Mechanisms and consequence of bacteria detection by the Drosophila gut epithelium

Abstract

Since insect mostly developed on decaying matter and contaminated fruits, they are constantly ingesting bacteria. The insect model, Drosophila, is therefore well adapted to study the interactions that take place between the gut epithelia and either resident or infectious bacteria. In order to provide an ad hoc immune response, gut epithelial cells must detect the presence of bacteria. In a recent report, Bosco-Drayon et al. identify the main receptors by which Drosophila sense gut associated bacteria and analyze how this bacteria-receptor interaction translate into gene activation.

Keywords: NF-kB; PGRP; drosophila; gut epithelia; microbiota; peptidoglycan.
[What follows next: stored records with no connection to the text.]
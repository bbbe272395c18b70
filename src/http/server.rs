//! HTTP server implementation.

use axum::extract::State;
use axum::middleware;
use axum::routing::{get, post};
use axum::{Json, Router};
use serde_json::json;
use std::net::SocketAddr;
use std::sync::Arc;
use tokio::net::TcpListener;
use tracing::{error, info};

use super::{bids, gate, ws};
use crate::admission::AdmissionController;
use crate::config::BidgateConfig;
use crate::error::{BidgateError, Result};
use crate::notify::ConnectionRegistry;

/// Shared state handed to every handler.
#[derive(Clone)]
pub struct AppState {
    /// Bid submission admission controller
    pub admission: Arc<AdmissionController>,
    /// Live notification connections
    pub registry: Arc<ConnectionRegistry>,
}

impl AppState {
    /// Bundle existing components.
    pub fn new(admission: Arc<AdmissionController>, registry: Arc<ConnectionRegistry>) -> Self {
        Self {
            admission,
            registry,
        }
    }

    /// Build fresh components from configuration.
    pub fn from_config(config: &BidgateConfig) -> Self {
        Self::new(
            Arc::new(AdmissionController::new(config.admission.policy())),
            Arc::new(ConnectionRegistry::with_policies(
                config.notify.supersede,
                config.notify.on_write_failure,
            )),
        )
    }
}

/// Build the service's routes.
pub fn router(state: AppState) -> Router {
    let submissions = Router::new()
        .route(
            "/contractor/tenders/{tender_id}/bid",
            post(bids::submit_bid),
        )
        .route_layer(middleware::from_fn_with_state(
            state.clone(),
            gate::admission_gate,
        ));

    let api = Router::new()
        .merge(submissions)
        .route(
            "/client/tenders/{tender_id}/award/{bid_id}",
            post(bids::award_bid),
        );

    Router::new()
        .nest("/api", api)
        .route("/ws", get(ws::ws_handler))
        .route("/healthz", get(healthz))
        .with_state(state)
}

async fn healthz(State(state): State<AppState>) -> Json<serde_json::Value> {
    Json(json!({
        "status": "ok",
        "connections": state.registry.len(),
        "admission_windows": state.admission.window_count(),
    }))
}

/// HTTP server for the bid gateway.
pub struct HttpServer {
    /// Address to bind to
    addr: SocketAddr,
    state: AppState,
}

impl HttpServer {
    /// Create a new server.
    pub fn new(addr: SocketAddr, state: AppState) -> Self {
        Self { addr, state }
    }

    /// Bind and serve until `signal` resolves.
    pub async fn serve_with_shutdown<F>(self, signal: F) -> Result<()>
    where
        F: std::future::Future<Output = ()> + Send + 'static,
    {
        let listener = TcpListener::bind(self.addr).await.map_err(|e| {
            error!(addr = %self.addr, error = %e, "Failed to bind HTTP listener");
            BidgateError::Io(e)
        })?;
        Self::serve_listener(listener, self.state, signal).await
    }

    /// Serve on an already bound listener until `signal` resolves.
    pub async fn serve_listener<F>(listener: TcpListener, state: AppState, signal: F) -> Result<()>
    where
        F: std::future::Future<Output = ()> + Send + 'static,
    {
        let addr = listener.local_addr()?;
        info!(addr = %addr, "Starting HTTP server with graceful shutdown");

        axum::serve(listener, router(state))
            .with_graceful_shutdown(signal)
            .await
            .map_err(|e| {
                error!(error = %e, "HTTP server failed");
                BidgateError::Io(e)
            })
    }
}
Figure 1. Model for bacteria detection by the Drosophila midgut. Ingested bacteria pass through the foregut (pharynx and esophagus) and reach the midgut that is made of four domains from anterior to posterior, the proventriculus, the ventriculus, the Copper cells region and posterior midgut. Bacteria are concentrated in the anterior domains but are able to release PGN fragments that can reach more posterior regions. It is unclear whether cell wall PGN or PGN released by bacteria are detected by the same mechanisms in the gut. One could imagine that one is detected by PGRP-LC while the other is a PGRP-LE ligand. The immune response in the proventriculus is fully PGRP-LC dependent and antagonized by PGRP-LE. It mainly consists of the production of antimicrobial peptides and is thought to regulate bacterial entry into the gut lumen. In the ventriculus, both PGRP-LE and –LC are required for IMD pathway activation. The more posterior domains that are devoid of bacteria are PGRP-LE dependent as far as IMD pathway activation is concerned. Activation of the NFkB pathway in these domains mainly leads to the production of IMD pathway negative regulators that by dampening the signaling protect the host from excessive immune response and prevent spreading of the immune response to remote tissues such as the fat body. This is a simplified model as AMP and INR are produced in all domains but at different levels. Some unanswered questions remain: (1) How does PGN reach or activate intracellular PGRP-LE? (2) How does PGRP-LE antagonize IMD pathway? (3) Why are both PGRP-LC and –LE required to activate IMD signaling in the ventriculus? (4) Why are AMPs mainly produced in anterior domains and INR in posterior domains? Does PGRP-LC and PGRP-LE activation lead to same transcriptional output?